Lo que puede obstaculizar el camino es el clima de expectativas que se deposita en nosotros: ser eficaces tanto en la atención pastoral como en la asistencia caritativa. La gente quiere vernos como líderes sociales y espirituales que pueden remediar toda pobreza y llevar a todos a Dios. Por lo tanto, es fácil perderse; queremos cumplir las expectativas, pero se nos acaba el dinero, los recursos, el tiempo y las fuerzas; nos agotamos rápidamente. Al mismo tiempo, somos conscientes de que los pobres y necesitados estuvieron, están y estarán ahí. En nuestro ministerio, tal vez sólo podamos ayudar a unos pocos, pero no erradicaremos el problema de la pobreza, la enfermedad, la soledad, la exclusión, etc. A lo largo de los siglos, ni los sistemas políticos nobles ni las numerosas organizaciones sociales lo han conseguido.
Sin embargo, hay una diferencia entre ofrecer misericordia y actuar en el marco del apoyo sistémico a los pobres. Recuerdo una conversación con un cierto director de un centro para drogadictos. Afirmaba que sus pacientes se corrompen por la ayuda que reciben en los Conventos. “¡Su ayuda es perjudicial! -dijo. Los adictos o alcohólicos reciben comida de ustedes, tienen un lugar para lavarse, reciben la ropa que necesitan y a veces dinero, por lo que están bien con esta ayuda y por eso no buscan curar su adicción. Los indigentes no necesitan buscar trabajo y cambiar de vida, continuó, porque obtendrán todo lo que necesitan de ustedes. Es algo difícil de resolver, porque en un sistema de ayuda organizado a menudo se debe evaluar, mirar sistemáticamente, con visión de futuro.
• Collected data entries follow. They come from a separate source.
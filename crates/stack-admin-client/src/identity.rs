// crates/stack-admin-client/src/identity.rs
// ============================================================================
// Module: Identity Admin Clients
// Description: Admin clients for projects, domains, and users.
// Purpose: Create, inspect, filter, and remove identity resources.
// Dependencies: reqwest, serde_json
// ============================================================================

//! ## Overview
//! Identity resources form a hierarchy: domains contain projects, projects
//! may nest under parent projects, and users belong to a domain with an
//! optional default project. The service enforces that hierarchy on delete:
//! a domain must be disabled and empty, and a project must be a leaf.

// ============================================================================
// SECTION: Imports
// ============================================================================

use reqwest::Method;

use crate::error::ClientError;
use crate::transport::ServiceTransport;
use crate::transport::envelope;
use crate::types::Domain;
use crate::types::DomainCreate;
use crate::types::DomainUpdate;
use crate::types::Project;
use crate::types::ProjectCreate;
use crate::types::ProjectFilter;
use crate::types::User;
use crate::types::UserCreate;

// ============================================================================
// SECTION: Projects
// ============================================================================

/// Admin client for identity projects.
#[derive(Debug, Clone)]
pub struct ProjectsClient {
    /// Identity transport.
    transport: ServiceTransport,
}

impl ProjectsClient {
    /// Creates a project client over an identity transport.
    #[must_use]
    pub const fn new(transport: ServiceTransport) -> Self {
        Self {
            transport,
        }
    }

    /// Creates a project.
    ///
    /// # Errors
    ///
    /// Returns [`ClientError`] when the service rejects the request (for example
    /// a duplicate name in the domain or an unknown parent).
    pub async fn create_project(&self, request: &ProjectCreate) -> Result<Project, ClientError> {
        let url = self.transport.url(&["projects"], &[]);
        let body = envelope("project", request)?;
        self.transport.call(Method::POST, url, Some(body), "project").await
    }

    /// Lists projects matching a server-side filter.
    ///
    /// # Errors
    ///
    /// Returns [`ClientError`] when the request fails or cannot be decoded.
    pub async fn list_projects(&self, filter: &ProjectFilter) -> Result<Vec<Project>, ClientError> {
        let url = self.transport.url(&["projects"], &filter.query_pairs());
        self.transport.call(Method::GET, url, None, "projects").await
    }

    /// Shows one project.
    ///
    /// # Errors
    ///
    /// Returns [`ClientError`] when the project does not exist or the request
    /// fails.
    pub async fn show_project(&self, project_id: &str) -> Result<Project, ClientError> {
        let url = self.transport.url(&["projects", project_id], &[]);
        self.transport.call(Method::GET, url, None, "project").await
    }

    /// Deletes a leaf project.
    ///
    /// # Errors
    ///
    /// Returns [`ClientError`] when the project is missing or still has
    /// children.
    pub async fn delete_project(&self, project_id: &str) -> Result<(), ClientError> {
        let url = self.transport.url(&["projects", project_id], &[]);
        self.transport.call_empty(Method::DELETE, url, None).await
    }
}

// ============================================================================
// SECTION: Domains
// ============================================================================

/// Admin client for identity domains.
#[derive(Debug, Clone)]
pub struct DomainsClient {
    /// Identity transport.
    transport: ServiceTransport,
}

impl DomainsClient {
    /// Creates a domain client over an identity transport.
    #[must_use]
    pub const fn new(transport: ServiceTransport) -> Self {
        Self {
            transport,
        }
    }

    /// Creates a domain.
    ///
    /// # Errors
    ///
    /// Returns [`ClientError`] when the service rejects the request.
    pub async fn create_domain(&self, request: &DomainCreate) -> Result<Domain, ClientError> {
        let url = self.transport.url(&["domains"], &[]);
        let body = envelope("domain", request)?;
        self.transport.call(Method::POST, url, Some(body), "domain").await
    }

    /// Shows one domain.
    ///
    /// # Errors
    ///
    /// Returns [`ClientError`] when the domain does not exist.
    pub async fn show_domain(&self, domain_id: &str) -> Result<Domain, ClientError> {
        let url = self.transport.url(&["domains", domain_id], &[]);
        self.transport.call(Method::GET, url, None, "domain").await
    }

    /// Applies a partial update to a domain.
    ///
    /// # Errors
    ///
    /// Returns [`ClientError`] when the domain does not exist.
    pub async fn update_domain(
        &self,
        domain_id: &str,
        update: &DomainUpdate,
    ) -> Result<Domain, ClientError> {
        let url = self.transport.url(&["domains", domain_id], &[]);
        let body = envelope("domain", update)?;
        self.transport.call(Method::PATCH, url, Some(body), "domain").await
    }

    /// Deletes a disabled domain.
    ///
    /// # Errors
    ///
    /// Returns [`ClientError`] when the domain is missing, still enabled, or
    /// still owns projects.
    pub async fn delete_domain(&self, domain_id: &str) -> Result<(), ClientError> {
        let url = self.transport.url(&["domains", domain_id], &[]);
        self.transport.call_empty(Method::DELETE, url, None).await
    }
}

// ============================================================================
// SECTION: Users
// ============================================================================

/// Admin client for identity users.
#[derive(Debug, Clone)]
pub struct UsersClient {
    /// Identity transport.
    transport: ServiceTransport,
}

impl UsersClient {
    /// Creates a user client over an identity transport.
    #[must_use]
    pub const fn new(transport: ServiceTransport) -> Self {
        Self {
            transport,
        }
    }

    /// Creates a user.
    ///
    /// # Errors
    ///
    /// Returns [`ClientError`] when the service rejects the request.
    pub async fn create_user(&self, request: &UserCreate) -> Result<User, ClientError> {
        let url = self.transport.url(&["users"], &[]);
        let body = envelope("user", request)?;
        self.transport.call(Method::POST, url, Some(body), "user").await
    }

    /// Deletes a user.
    ///
    /// # Errors
    ///
    /// Returns [`ClientError`] when the user does not exist.
    pub async fn delete_user(&self, user_id: &str) -> Result<(), ClientError> {
        let url = self.transport.url(&["users", user_id], &[]);
        self.transport.call_empty(Method::DELETE, url, None).await
    }
}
Tenemos que preguntarnos constantemente cómo ayudar, cómo no dañar, cómo no corromper a la gente.
Al mismo tiempo, es algo diferente con la misericordia: la misericordia no espera mejoras, no tiene exigencias, es incondicional. Además, requiere imaginación por parte del ministro para ser sensible, protector y perseverante en el servicio, y para que la asistencia prestada no humille a nadie[3]. La misericordia es la mano de Dios; dejándonos abrazar por Él, utilizamos sus dones tanto con los vivos como con los difuntos; tanto con nuestros hermanos de comunidad como con aquellos a los que nos envía.
Reflexiono sobre mí mismo y me pregunto: ¿Qué es lo que estoy dando? ¿A quién se dirige y de quién se olvida? ¿Con mi entrega obtengo misericordia para mí y para los demás? ¿Cuáles son mis obstáculos en esto? ¿Cuándo no tengo ganas? ¿O tengo miedo de algo o de alguien? Y en mi respuesta ruego: “Padre eterno… ten misericordia de nosotros y del mundo entero”[4].

Fray Piotr STANISŁAWCZYK
Delegado general para la formación


[1] Hermanos Menores Conventuales, Constituciones, Roma 2019, art. 50 § 2.
[2] Regla bulada II, 5 FF 77.
[3] Juan Pablo II, Novo millennio ineunte, n. 50; Andrzej Zając OFMConv, Święty Franciszek, Kraków 2004, pp. 78-80.
[4] Coronilla de la Divina Misericordia.